The strategic choices regarding innovation and R&D policy in Portugal have, over the last two decades, produced various positive benefits, in which particularly the regions of Lisbon and Algarve have taken the lead. These are the only parts of the country that converge towards the European average growth rate. The other Lisbon and Algarve have taken the lead, and are the only ones in the country to converge towards the European average growth rate. Other Portuguese regions – despite significant national growth rates in the 1990s and a successful attempt to cope with the EMU – are lagging behind the EU average with respect to gross production, investment and employment generation.

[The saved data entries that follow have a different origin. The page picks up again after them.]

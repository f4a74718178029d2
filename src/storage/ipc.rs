//! Arrow IPC stream sink.
//!
//! The file holds one table: the schema carries the identifier and the joined comments as
//! metadata, and every row is written as a one-row record batch followed by a flush. A
//! reader can consume the stream up to the last complete batch even if the process dies
//! before the end-of-stream marker is written.

use super::{Column, ColumnType, RowSink};
use crate::error::ScanResult;
use arrow::array::{ArrayRef, Float32Array, Float64Array, Int32Array, Int64Array, UInt64Array};
use arrow::datatypes::{DataType, Field, Schema, SchemaRef};
use arrow::ipc::writer::StreamWriter;
use arrow::record_batch::RecordBatch;
use std::collections::HashMap;
use std::fs::File;
use std::path::Path;
use std::sync::Arc;

/// Schema metadata key holding the identifier
pub const IDENTIFIER_KEY: &str = "identifier";
/// Schema metadata key holding the comments, joined with `"; "`
pub const COMMENTS_KEY: &str = "comments";

fn arrow_type(dtype: ColumnType) -> DataType {
    match dtype {
        ColumnType::Float64 => DataType::Float64,
        ColumnType::Float32 => DataType::Float32,
        ColumnType::Int64 => DataType::Int64,
        ColumnType::Int32 => DataType::Int32,
        ColumnType::UInt64 => DataType::UInt64,
    }
}

fn single_value(dtype: ColumnType, value: f64) -> ArrayRef {
    match dtype {
        ColumnType::Float64 => Arc::new(Float64Array::from(vec![value])),
        ColumnType::Float32 => Arc::new(Float32Array::from(vec![value as f32])),
        ColumnType::Int64 => Arc::new(Int64Array::from(vec![value as i64])),
        ColumnType::Int32 => Arc::new(Int32Array::from(vec![value as i32])),
        ColumnType::UInt64 => Arc::new(UInt64Array::from(vec![value as u64])),
    }
}

pub(super) struct IpcSink {
    writer: Option<StreamWriter<File>>,
    schema: SchemaRef,
    dtypes: Vec<ColumnType>,
}

impl IpcSink {
    pub(super) fn create(
        path: &Path,
        identifier: &str,
        comments: &[String],
        columns: &[Column],
    ) -> ScanResult<Self> {
        let fields: Vec<Field> = columns
            .iter()
            .map(|c| Field::new(c.name.as_str(), arrow_type(c.dtype), false))
            .collect();

        let metadata = HashMap::from([
            (IDENTIFIER_KEY.to_string(), identifier.to_string()),
            (COMMENTS_KEY.to_string(), comments.join("; ")),
        ]);
        let schema = Arc::new(Schema::new_with_metadata(fields, metadata));

        let file = File::create(path)?;
        let mut writer = StreamWriter::try_new(file, &schema)?;
        writer.flush()?;

        Ok(Self {
            writer: Some(writer),
            schema,
            dtypes: columns.iter().map(|c| c.dtype).collect(),
        })
    }
}

impl RowSink for IpcSink {
    fn append(&mut self, values: &[f64]) -> ScanResult<()> {
        let arrays: Vec<ArrayRef> = self
            .dtypes
            .iter()
            .zip(values)
            .map(|(dtype, value)| single_value(*dtype, *value))
            .collect();
        let batch = RecordBatch::try_new(self.schema.clone(), arrays)?;

        if let Some(writer) = self.writer.as_mut() {
            writer.write(&batch)?;
            writer.flush()?;
        }
        Ok(())
    }

    fn finish(&mut self) -> ScanResult<()> {
        if let Some(mut writer) = self.writer.take() {
            writer.finish()?;
        }
        Ok(())
    }
}

#[cfg(test)]
mod tests {
    use super::*;
    use arrow::ipc::reader::StreamReader;

    #[test]
    fn rows_are_readable_before_finish() {
        let dir = tempfile::tempdir().unwrap();
        let path = dir.path().join("run.arrow");
        let columns = vec![
            Column::new("bias", ColumnType::Float64),
            Column::new("step", ColumnType::Int32),
        ];

        let mut sink = IpcSink::create(&path, "IV_curve", &["hot".to_string()], &columns).unwrap();
        sink.append(&[-10.0, 3.0]).unwrap();

        let reader = StreamReader::try_new(File::open(&path).unwrap(), None).unwrap();
        assert_eq!(reader.schema().metadata()[IDENTIFIER_KEY], "IV_curve");
        assert_eq!(reader.schema().metadata()[COMMENTS_KEY], "hot");

        let batches: Vec<RecordBatch> = reader.take(1).map(|b| b.unwrap()).collect();
        assert_eq!(batches.len(), 1);
        let step = batches[0]
            .column(1)
            .as_any()
            .downcast_ref::<Int32Array>()
            .unwrap();
        assert_eq!(step.value(0), 3);

        sink.finish().unwrap();
    }
}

Meanwhile, one of the greatest public policy efforts was to diffuse much of the European funds across the entrepreneurial sector. This paper aims to evaluate the firms’ contribution to national and regional growth, their obstacles and impacts, and to explain the present performance of Portuguese firms located throughout the country, and to explore those innovation determinants that have a region-specific connotation. In our paper, innovation is used as a major contributor to the policy evaluation process referred to above. To provide a thorough investigation, our analysis defines, on a regional basis, a set of firms’ behavioural patterns regarding innovation. In our modeling, we employ a new methodology, viz. the External Logistic Biplot method, which is applied to an extensive sample of innovative institutions in Portugal. Variables such as ‘Promoting knowledge’, ‘Management skills’, ‘Promoting R&D’, ‘Knowledge transfer’, ‘Promoting partnership & cooperation’, and ‘Orientation of public measures’ have been identified as crucial determinants in earlier studies and are now used to describe regional institutional profiles.